**Activity**
Below are the records. Gather each line that holds "Deserialize".

**Supplied information**
//! Feed targets: listing path, item event name, and polling strategy

use std::fmt;
use std::str::FromStr;
use std::time::Duration;

use tracing::warn;

use crate::error::{Error, Result};
use crate::strategy::{FeedStrategy, ListingStrategy, PollStrategy};

/// Shortest allowed poll interval (at most 10 watcher requests per minute).
pub const MIN_POLL_INTERVAL: Duration = Duration::from_secs(6);

/// Poll interval for a requests-per-minute budget, clamped to `MIN_POLL_INTERVAL`.
pub fn poll_interval(requests_per_minute: u32) -> Duration {
    let rpm = requests_per_minute.max(1);
    let interval = Duration::from_millis(60_000 / u64::from(rpm));
    if interval < MIN_POLL_INTERVAL {
        warn!(
            requests_per_minute,
            interval_ms = MIN_POLL_INTERVAL.as_millis() as u64,
            "watcher request rate above 10 per minute, clamping"
        );
        return MIN_POLL_INTERVAL;
    }
    interval
}

/// Sort order of a non-chronological listing.
#[derive(Debug, Clone, PartialEq, Eq)]
pub enum ListingSort {
    Hot,
    Rising,
    Controversial,
    New,
    /// `top_<window>`, e.g. `top_week`
    Top(String),
}

impl ListingSort {
    fn path(&self) -> String {
        match self {
            ListingSort::Hot => "hot.json".into(),
            ListingSort::Rising => "rising.json".into(),
            ListingSort::Controversial => "controversial.json".into(),
            ListingSort::New => "new.json".into(),
            ListingSort::Top(window) => format!("top.json?sort=top&t={window}"),
        }
    }
}

impl FromStr for ListingSort {
    type Err = Error;

    fn from_str(s: &str) -> Result<Self> {
        match s.trim() {
            "hot" => Ok(ListingSort::Hot),
            "rising" => Ok(ListingSort::Rising),
            "controversial" => Ok(ListingSort::Controversial),
            "new" => Ok(ListingSort::New),
            other => match other.strip_prefix("top_") {
                Some(window) if !window.is_empty() => Ok(ListingSort::Top(window.to_string())),
                _ => Err(Error::InvalidListing(s.to_string())),
            },
        }
    }
}

impl fmt::Display for ListingSort {
    fn fmt(&self, f: &mut fmt::Formatter<'_>) -> fmt::Result {
        match self {
            ListingSort::Hot => f.write_str("hot"),
            ListingSort::Rising => f.write_str("rising"),
            ListingSort::Controversial => f.write_str("controversial"),
            ListingSort::New => f.write_str("new"),
            ListingSort::Top(window) => write!(f, "top_{window}"),
        }
    }
}

/// What a watcher polls.
#[derive(Debug, Clone, PartialEq, Eq)]
pub enum FeedTarget {
    Comments { subreddit: String },
    Posts { subreddit: String },
    Multi { user: String, multi: String },
    Listing {
        subreddit: Option<String>,
        sort: ListingSort,
        limit: usize,
    },
}

impl FeedTarget {
    pub fn comments(subreddit: &str) -> Self {
        FeedTarget::Comments {
            subreddit: clean(subreddit),
        }
    }

    pub fn posts(subreddit: &str) -> Self {
        FeedTarget::Posts {
            subreddit: clean(subreddit),
        }
    }

    pub fn multi(user: &str, multi: &str) -> Self {
        FeedTarget::Multi {
            user: clean(user),
            multi: clean(multi),
        }
    }

    /// `subreddit` empty or `None` polls the front page.
    pub fn listing(subreddit: Option<&str>, sort: &str, limit: usize) -> Result<Self> {
        Ok(FeedTarget::Listing {
            subreddit: subreddit.map(clean).filter(|s| !s.is_empty()),
            sort: sort.parse()?,
            limit,
        })
    }

    /// Listing path relative to the source origin.
    pub fn path(&self) -> String {
        match self {
            FeedTarget::Comments { subreddit } => format!("r/{subreddit}/comments.json"),
            FeedTarget::Posts { subreddit } => format!("r/{subreddit}/new.json"),
            FeedTarget::Multi { user, multi } => format!("user/{user}/m/{multi}/new.json"),
            FeedTarget::Listing {
                subreddit, sort, ..
            } => match subreddit {
                Some(subreddit) => format!("r/{subreddit}/{}", sort.path()),
                None => sort.path(),
            },
        }
    }

    /// Event name subscribers use for items of this target.
    pub fn item_event(&self) -> &'static str {
        match self {
            FeedTarget::Comments { .. } => "comment",
            FeedTarget::Posts { .. } | FeedTarget::Multi { .. } => "post",
            FeedTarget::Listing { .. } => "item",
        }
    }

    pub fn strategy(&self) -> Box<dyn PollStrategy> {
        match self {
            FeedTarget::Listing { limit, .. } => Box::new(ListingStrategy::new(*limit)),
            _ => Box::new(FeedStrategy::new()),
        }
    }
}

impl fmt::Display for FeedTarget {
    fn fmt(&self, f: &mut fmt::Formatter<'_>) -> fmt::Result {
        match self {
            FeedTarget::Comments { subreddit } => write!(f, "comments:r/{subreddit}"),
            FeedTarget::Posts { subreddit } => write!(f, "posts:r/{subreddit}"),
            FeedTarget::Multi { user, multi } => write!(f, "multi:{user}/{multi}"),
            FeedTarget::Listing {
                subreddit, sort, ..
            } => match subreddit {
                Some(subreddit) => write!(f, "listing:r/{subreddit}/{sort}"),
                None => write!(f, "listing:{sort}"),
            },
        }
    }
}

fn clean(name: &str) -> String {
    name.trim().replace('/', "")
}
//! Password-grant token exchange
//!
//! One POST to the token endpoint, authenticated with the application's
//! id/secret as HTTP basic auth, carrying the account's username and
//! password as a form body. The response is a short-lived bearer token.

use common::Secret;
use serde::{Deserialize, Serialize};

use crate::constants::GRANT_TYPE;
use crate::error::{Error, Result};

/// Application and account identity used for the exchange.
#[derive(Debug, Clone)]
pub struct AppIdentity {
    pub app_id: String,
    pub app_secret: Secret<String>,
    pub username: String,
    pub password: Secret<String>,
    /// Client-identity string sent as `User-Agent` on every request
    pub user_agent: String,
}

/// Response from the token endpoint.
///
/// `expires_in` is a delta in seconds from the response time.
#[derive(Debug, Deserialize, Serialize)]
pub struct TokenResponse {
    pub token_type: String,
    pub access_token: String,
    pub expires_in: u64,
}

/// Exchange the account password for an access token.
pub async fn exchange_password(
    client: &reqwest::Client,
    endpoint: &str,
    identity: &AppIdentity,
) -> Result<TokenResponse> {
    let response = client
        .post(endpoint)
        .basic_auth(&identity.app_id, Some(identity.app_secret.expose()))
        .header(reqwest::header::USER_AGENT, &identity.user_agent)
        .form(&[
            ("grant_type", GRANT_TYPE),
            ("username", identity.username.as_str()),
            ("password", identity.password.expose().as_str()),
        ])
        .send()
        .await
        .map_err(|e| Error::Http(format!("token exchange request failed: {e}")))?;

    let status = response.status();
    if !status.is_success() {
        let body = response
            .text()
            .await
            .unwrap_or_else(|_| String::from("<no body>"));

        // 401/403 means the app id/secret pair was rejected
        if status.as_u16() == 401 || status.as_u16() == 403 {
            return Err(Error::InvalidCredentials(format!(
                "token endpoint rejected app credentials ({status}): {body}"
            )));
        }

        return Err(Error::TokenExchange(format!(
            "token endpoint returned {status}: {body}"
        )));
    }

    // A 200 with {"error": "invalid_grant"} fails here as well
    response
        .json::<TokenResponse>()
        .await
        .map_err(|e| Error::TokenExchange(format!("invalid token response: {e}")))
}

**Exercise solution**
use serde::{Deserialize, Serialize};
#[derive(Debug, Deserialize, Serialize)]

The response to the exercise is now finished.